IL-36Ra自身需要N端剪切才能激活。未剪切的全长IL-36Ra无拮抗活性。角质形成细胞分泌的蛋白酶Cathepsin S在Leu10-Gln11位点剪切IL-36Ra，使其获得功能。这种双向剪切机制（同时激活激动剂和拮抗剂）构成精密的自调控回路。

细胞类型特异性响应与微环境依赖性

角质形成细胞是IL-36α的主要靶细胞。IL-36α刺激后，IL-23A、IL-24和S100A7表达上调50-100倍。这些因子进一步激活Th17细胞，形成IL-23/IL-17正反馈环路。共培养实验显示，IL-36α处理的角质形成细胞使Th17细胞IL-17F分泌增加3倍。

巨噬细胞对IL-36α的响应依赖极化状态。M1型巨噬细胞高表达IL-36R，IL-36α刺激后TNF-α分泌增加5倍；M2型IL-36R表达低10倍，几乎无响应。这种差异使IL-36α成为调控巨噬细胞极化的潜在靶点。

成纤维细胞中IL-36α诱导的趋化因子谱与TNF-α高度重叠但强度较弱。IL-36α单独刺激使CCL2表达上调10倍，而TNF-α可达50倍。IL-36α与TNF-α联用产生协同效应，CCL2表达提升至200倍。这种协同是关节炎滑膜炎症的重要机制。

实验研究中的浓度梯度设计与受体饱和度分析

体外实验IL-36α的有效浓度范围为1-100 ng/mL。1 ng/mL激活NF-κB报告基因达到50%最大效应（EC50），10 ng/mL饱和受体（>90%最大效应）。SATB-2细胞（稳定表达IL-36R）的结合实验显示，Bmax约为50,000受体/细胞。

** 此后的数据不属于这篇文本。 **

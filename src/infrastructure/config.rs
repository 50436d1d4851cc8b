use serde::Deserialize;
use std::path::{Path, PathBuf};

use crate::domain::DomainError;

pub const CONFIG_DIR_ENV: &str = "AGENT_CONFIG_DIR";
pub const GEMINI_API_KEY_ENV: &str = "GEMINI_API_KEY";
pub const SERPAPI_API_KEY_ENV: &str = "SERPAPI_API_KEY";

/// Settings plus prompt text, loaded once at startup and passed down explicitly.
#[derive(Debug, Clone, Default)]
pub struct AppConfig {
    pub config: Config,
    pub prompts: PromptsConfig,
}

impl AppConfig {
    /// Loads `config.yaml` and `prompts.yaml` from `$AGENT_CONFIG_DIR` (default `config/`).
    pub fn load() -> Result<Self, DomainError> {
        let dir = std::env::var(CONFIG_DIR_ENV)
            .map(PathBuf::from)
            .unwrap_or_else(|_| PathBuf::from("config"));
        Self::load_from(&dir)
    }

    /// Missing files fall back to defaults; present files may set any subset of keys.
    pub fn load_from(dir: &Path) -> Result<Self, DomainError> {
        let config: Config = read_yaml(&dir.join("config.yaml"))?.unwrap_or_default();
        let prompts: PromptsConfig = read_yaml(&dir.join("prompts.yaml"))?.unwrap_or_default();

        let app = Self { config, prompts };
        app.validate()?;
        Ok(app)
    }

    pub fn validate(&self) -> Result<(), DomainError> {
        let rag = &self.config.rag;
        if rag.chunk_size == 0 || rag.chunk_overlap >= rag.chunk_size {
            return Err(DomainError::config(format!(
                "rag.chunk_overlap ({}) must be smaller than rag.chunk_size ({})",
                rag.chunk_overlap, rag.chunk_size
            )));
        }
        if rag.top_k == 0 {
            return Err(DomainError::config("rag.top_k must be at least 1"));
        }
        if self.config.agent.max_iterations == 0 {
            return Err(DomainError::config("agent.max_iterations must be at least 1"));
        }
        if self.config.database.max_attempts == 0 {
            return Err(DomainError::config("database.max_attempts must be at least 1"));
        }
        for (key, seconds) in [
            ("agent.timeout_seconds", self.config.agent.timeout_seconds),
            ("llm.timeout_seconds", self.config.llm.timeout_seconds),
            ("web_search.timeout_seconds", self.config.web_search.timeout_seconds),
        ] {
            if seconds == 0 {
                return Err(DomainError::config(format!("{key} must be at least 1")));
            }
        }

        let tools = &self.config.tools;
        let names = [
            &tools.document_search.name,
            &tools.database_search.name,
            &tools.web_search.name,
        ];
        if names.iter().any(|n| n.trim().is_empty()) {
            return Err(DomainError::config("tool names must not be empty"));
        }
        if names[0] == names[1] || names[0] == names[2] || names[1] == names[2] {
            return Err(DomainError::config("tool names must be unique"));
        }

        Ok(())
    }
}

fn read_yaml<T: serde::de::DeserializeOwned>(path: &Path) -> Result<Option<T>, DomainError> {
    let raw = match std::fs::read_to_string(path) {
        Ok(raw) => raw,
        Err(e) if e.kind() == std::io::ErrorKind::NotFound => return Ok(None),
        Err(e) => {
            return Err(DomainError::config(format!("{}: {e}", path.display())));
        }
    };

    serde_yaml::from_str(&raw)
        .map(Some)
        .map_err(|e| DomainError::config(format!("{}: {e}", path.display())))
}

#[derive(Debug, Clone, Default, Deserialize)]
#[serde(default)]
pub struct Config {
    pub llm: LlmConfig,
    pub embedding: EmbeddingConfig,
    pub rag: RagConfig,
    pub database: DatabaseConfig,
    pub web_search: WebSearchConfig,
    pub agent: AgentConfig,
    pub tools: ToolsConfig,
}

#[derive(Debug, Clone, Deserialize)]
#[serde(default)]
pub struct LlmConfig {
    pub model: String,
    pub temperature: f64,
    pub timeout_seconds: u64,
}

impl Default for LlmConfig {
    fn default() -> Self {
        Self {
            model: "gemini-1.5-flash".to_string(),
            temperature: 0.7,
            timeout_seconds: 60,
        }
    }
}

#[derive(Debug, Clone, Deserialize)]
#[serde(default)]
pub struct EmbeddingConfig {
    pub model: String,
    pub dimension: usize,
}

impl Default for EmbeddingConfig {
    fn default() -> Self {
        Self {
            model: "embedding-001".to_string(),
            dimension: 768,
        }
    }
}

#[derive(Debug, Clone, Deserialize)]
#[serde(default)]
pub struct RagConfig {
    pub top_k: usize,
    pub chunk_size: usize,
    pub chunk_overlap: usize,
    pub docs_dir: PathBuf,
    /// Only files with this extension are ingested.
    pub extension: String,
    pub index_path: PathBuf,
}

impl Default for RagConfig {
    fn default() -> Self {
        Self {
            top_k: 2,
            chunk_size: 500,
            chunk_overlap: 50,
            docs_dir: PathBuf::from("docs"),
            extension: "txt".to_string(),
            index_path: PathBuf::from("faiss_index"),
        }
    }
}

#[derive(Debug, Clone, Deserialize)]
#[serde(default)]
pub struct DatabaseConfig {
    pub path: PathBuf,
    /// Rejects statements SQLite does not classify as read-only. Off by default.
    pub read_only: bool,
    pub max_attempts: usize,
    /// Upper bound on rows fed back to the model from a single query.
    pub max_rows: usize,
    /// Row limit the model is asked to apply when the question does not name one.
    pub top_k: usize,
}

impl Default for DatabaseConfig {
    fn default() -> Self {
        Self {
            path: PathBuf::from("company_data.db"),
            read_only: false,
            max_attempts: 3,
            max_rows: 50,
            top_k: 10,
        }
    }
}

#[derive(Debug, Clone, Deserialize)]
#[serde(default)]
pub struct WebSearchConfig {
    pub endpoint: String,
    pub engine: String,
    pub country: String,
    pub language: String,
    pub google_domain: String,
    pub timeout_seconds: u64,
}

impl Default for WebSearchConfig {
    fn default() -> Self {
        Self {
            endpoint: "https://serpapi.com/search".to_string(),
            engine: "google".to_string(),
            country: "us".to_string(),
            language: "en".to_string(),
            google_domain: "google.com".to_string(),
            timeout_seconds: 30,
        }
    }
}

#[derive(Debug, Clone, Deserialize)]
#[serde(default)]
pub struct AgentConfig {
    pub max_iterations: usize,
    pub timeout_seconds: u64,
    /// Corrective re-prompts allowed per turn after an unparseable reply.
    pub parse_retries: usize,
    pub verbose: bool,
}

impl Default for AgentConfig {
    fn default() -> Self {
        Self {
            max_iterations: 15,
            timeout_seconds: 180,
            parse_retries: 1,
            verbose: true,
        }
    }
}

#[derive(Debug, Clone, Deserialize)]
pub struct ToolConfig {
    pub name: String,
    pub description: String,
    #[serde(default = "default_no_results")]
    pub no_results_message: String,
}

fn default_no_results() -> String {
    "No results found.".to_string()
}

#[derive(Debug, Clone, Deserialize)]
#[serde(default)]
pub struct ToolsConfig {
    pub document_search: ToolConfig,
    pub database_search: ToolConfig,
    pub web_search: ToolConfig,
}

impl Default for ToolsConfig {
    fn default() -> Self {
        Self {
            document_search: ToolConfig {
                name: "Document_and_Policy_Search".to_string(),
                description: "Use this tool to search for information in company documents, \
                              project briefs, and internal policies."
                    .to_string(),
                no_results_message: "No relevant documents found.".to_string(),
            },
            database_search: ToolConfig {
                name: "Employee_and_Project_Database_Search".to_string(),
                description: "Use this tool to find information about employees, projects, \
                              project status, and project leads. Input to this tool should be \
                              a full question."
                    .to_string(),
                no_results_message: "The database returned no answer.".to_string(),
            },
            web_search: ToolConfig {
                name: "Web_Search".to_string(),
                description: "Use this tool to find up-to-date information on the web, such as \
                              current events, weather, or information not found in internal \
                              documents."
                    .to_string(),
                no_results_message: "No good search result found".to_string(),
            },
        }
    }
}

#[derive(Debug, Clone, Default, Deserialize)]
#[serde(default)]
pub struct PromptsConfig {
    pub agent: AgentPrompts,
    pub sql: SqlPrompts,
}

#[derive(Debug, Clone, Deserialize)]
#[serde(default)]
pub struct AgentPrompts {
    pub system: String,
}

impl Default for AgentPrompts {
    fn default() -> Self {
        Self {
            system: "You are a helpful assistant. You must use the tools provided to answer \
                     the user's questions."
                .to_string(),
        }
    }
}

/// `query` may use `{dialect}`, `{top_k}` and `{table_info}`.
#[derive(Debug, Clone, Deserialize)]
#[serde(default)]
pub struct SqlPrompts {
    pub query: String,
    pub answer: String,
}

impl Default for SqlPrompts {
    fn default() -> Self {
        Self {
            query: "You are an agent designed to interact with a SQL database.\n\
                    Given an input question, write one syntactically correct {dialect} query \
                    that answers it. Unless the question asks for a specific number of results, \
                    limit the query to at most {top_k} rows. Only select the columns relevant to \
                    the question. Do not modify the database (no INSERT, UPDATE, DELETE, DROP).\n\
                    Reply with the SQL statement only.\n\n\
                    Tables:\n{table_info}"
                .to_string(),
            answer: "You answer questions about a company database. Use only the query result \
                     you are given. If the result is empty, say that no matching records exist."
                .to_string(),
        }
    }
}

/// API keys read once at startup.
#[derive(Clone)]
pub struct Secrets {
    pub gemini_api_key: String,
    pub serpapi_api_key: String,
}

impl Secrets {
    pub fn from_env() -> Result<Self, DomainError> {
        Ok(Self {
            gemini_api_key: required_env(GEMINI_API_KEY_ENV)?,
            serpapi_api_key: required_env(SERPAPI_API_KEY_ENV)?,
        })
    }
}

impl std::fmt::Debug for Secrets {
    fn fmt(&self, f: &mut std::fmt::Formatter<'_>) -> std::fmt::Result {
        f.debug_struct("Secrets")
            .field("gemini_api_key", &"<redacted>")
            .field("serpapi_api_key", &"<redacted>")
            .finish()
    }
}

pub fn required_env(name: &str) -> Result<String, DomainError> {
    std::env::var(name)
        .ok()
        .filter(|v| !v.trim().is_empty())
        .ok_or_else(|| DomainError::config(format!("{name} is not set")))
}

时间梯度设计需匹配信号动力学。NF-κB激活在30分钟达到峰值，2小时回到基线。IκBα降解检测应在15-30分钟取样。趋化因子mRNA表达在2-4小时达峰，蛋白分泌在6-12小时。48小时后的效应主要由次级细胞因子介导。

受体内化实验显示，100 ng/mL IL-36α刺激30分钟，IL-36R内吞率约40%。使用Dynasore抑制网格蛋白介导的内吞，可使IL-8表达提升30%，说明内化负调控信号强度。这种内化-恢复周期约4-6小时，影响长期刺激实验的设计。

信号串扰与IL-1家族其他成员的交叉对话

IL-36α与IL-38（IL-1F10）共享IL-36R，但IL-38是部分激动剂。IL-38刺激下，NF-κB激活仅为IL-36α的20%，却更持久。IL-36α和IL-38共处理时，IL-38作为"信号缓冲剂"，平滑IL-36α的脉冲式激活。

IL-1β可转激活IL-36信号。IL-1β预处理角质形成细胞24小时，使IL-36R表达上调3倍，IL-36α的响应性增强5倍。这种致敏效应在慢性炎症中放大整体炎症负荷。使用IL-1R拮抗剂Anakinra可同时抑制IL-1β和削弱IL-36α信号。

TLR配体（如LPS）与IL-36α产生协同。LPS激活的NF-κB为IL-36α启动子解聚染色质，使IL-36α诱导的转录效率提升2倍。这种协同在脓毒症模型中被证实是细胞因子风暴的驱动因素。同时阻断MyD88和TRIF通路可完全消除协同效应。